Based around an American prisoner of war’s conversion to Islam and his suspected descent into the terrorist fold, five time Golden Globe-winning series, ‘Homeland’ is widely acclaimed by critics for its top-notch political commentary and a devoted performance by the show’s CIA heroine, Claire Daines.
It’s not as uncontroversial among the American Muslim community, however; gaining a mixed response primarily because it has been accused of legitimising Islamophobia by portraying many of its antagonists as radical Muslim terrorists. What’s also feared is that Homeland will incorrectly portray Pakistan, the setting of its upcoming fourth season.

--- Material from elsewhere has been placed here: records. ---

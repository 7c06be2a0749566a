//! Deterministic fixtures for tests and demos: a keyword-count embedder and
//! helpers that write collection files it can search.

use std::fs;
use std::io;
use std::path::Path;
use std::sync::atomic::{AtomicUsize, Ordering};

use async_trait::async_trait;
use index::DocumentKind;
use semantic::{Embedder, EmbeddingMethod, SemanticError};
use serde_json::json;

const CONCEPTS: [&[&str]; 4] = [
    &[
        "training", "train", "trainee", "trainees", "teach", "teaching", "method", "methods",
        "instruction", "learning", "mentor", "mentoring", "apprenticeship", "coaching",
    ],
    &["solar", "panel", "panels", "roof", "install", "installation", "inverter"],
    &["budget", "cost", "costs", "funding", "grant", "price"],
    &["safety", "harness", "fall", "ladder", "hazard"],
];

/// Width of [`keyword_vector`] output.
pub const KEYWORD_DIMENSION: usize = CONCEPTS.len();

/// One axis per concept group, counting matching words, unit length.
/// Text with no known word maps to the zero vector.
pub fn keyword_vector(text: &str) -> Vec<f32> {
    let mut vector = vec![0.0f32; KEYWORD_DIMENSION];
    for word in text
        .split(|c: char| !c.is_alphanumeric())
        .filter(|w| !w.is_empty())
    {
        let word = word.to_lowercase();
        for (axis, group) in CONCEPTS.iter().enumerate() {
            if group.contains(&word.as_str()) {
                vector[axis] += 1.0;
            }
        }
    }
    let norm = vector.iter().map(|x| x * x).sum::<f32>().sqrt();
    if norm > 0.0 {
        vector.iter_mut().for_each(|x| *x /= norm);
    }
    vector
}

/// Stands in for the bundled model.
#[derive(Debug, Default)]
pub struct KeywordEmbedder {
    calls: AtomicUsize,
}

impl KeywordEmbedder {
    pub fn calls(&self) -> usize {
        self.calls.load(Ordering::SeqCst)
    }
}

#[async_trait]
impl Embedder for KeywordEmbedder {
    fn method(&self) -> EmbeddingMethod {
        EmbeddingMethod::Local
    }

    fn dimension(&self) -> usize {
        KEYWORD_DIMENSION
    }

    fn model_name(&self) -> &str {
        "keyword"
    }

    fn normalized(&self) -> bool {
        true
    }

    async fn embed(&self, text: &str) -> Result<Vec<f32>, SemanticError> {
        self.calls.fetch_add(1, Ordering::SeqCst);
        Ok(keyword_vector(text))
    }
}

/// Writes `docs` (id, text) as the `kind` file for `suffix`, embedding each
/// text with [`keyword_vector`].
pub fn write_keyword_collection(
    root: &Path,
    suffix: &str,
    kind: DocumentKind,
    docs: &[(&str, &str)],
) -> io::Result<()> {
    let entries: Vec<(&str, &str, Vec<f32>)> = docs
        .iter()
        .map(|(id, text)| (*id, *text, keyword_vector(text)))
        .collect();
    write_collection(root, suffix, kind, &entries)
}

/// Writes `docs` (id, text, embedding) as the `kind` file for `suffix`.
pub fn write_collection(
    root: &Path,
    suffix: &str,
    kind: DocumentKind,
    docs: &[(&str, &str, Vec<f32>)],
) -> io::Result<()> {
    let entries: Vec<_> = docs
        .iter()
        .map(|(id, text, embedding)| {
            json!({
                "id": id,
                "text": text,
                "embedding": embedding,
                "metadata": {},
                "type": kind,
            })
        })
        .collect();
    let path = root.join(format!("{}{suffix}.json", kind.file_stem()));
    fs::write(path, serde_json::to_vec_pretty(&entries)?)
}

Yet I personally think it’s unfair to simplify Homeland as an anti-Muslim rant and dismiss it as yet another production dedicated to proving to the world that Islam causes half of the world to be inherently violent. In fact, Homeland’s complex narrative goes beyond Islamic terrorism, and does not spare American security apparatus and the political atmosphere of the United States in its three award-winning seasons. What Homeland does portray differently is its depiction of ‘turned’ Muslims, or everyday Muslims who transformed into terrorists. Rather than blame religious literature or readings of the Quran, it accuses more secular causes like drone strikes, foreign invasions and occupations for turning normal individuals into terrorists.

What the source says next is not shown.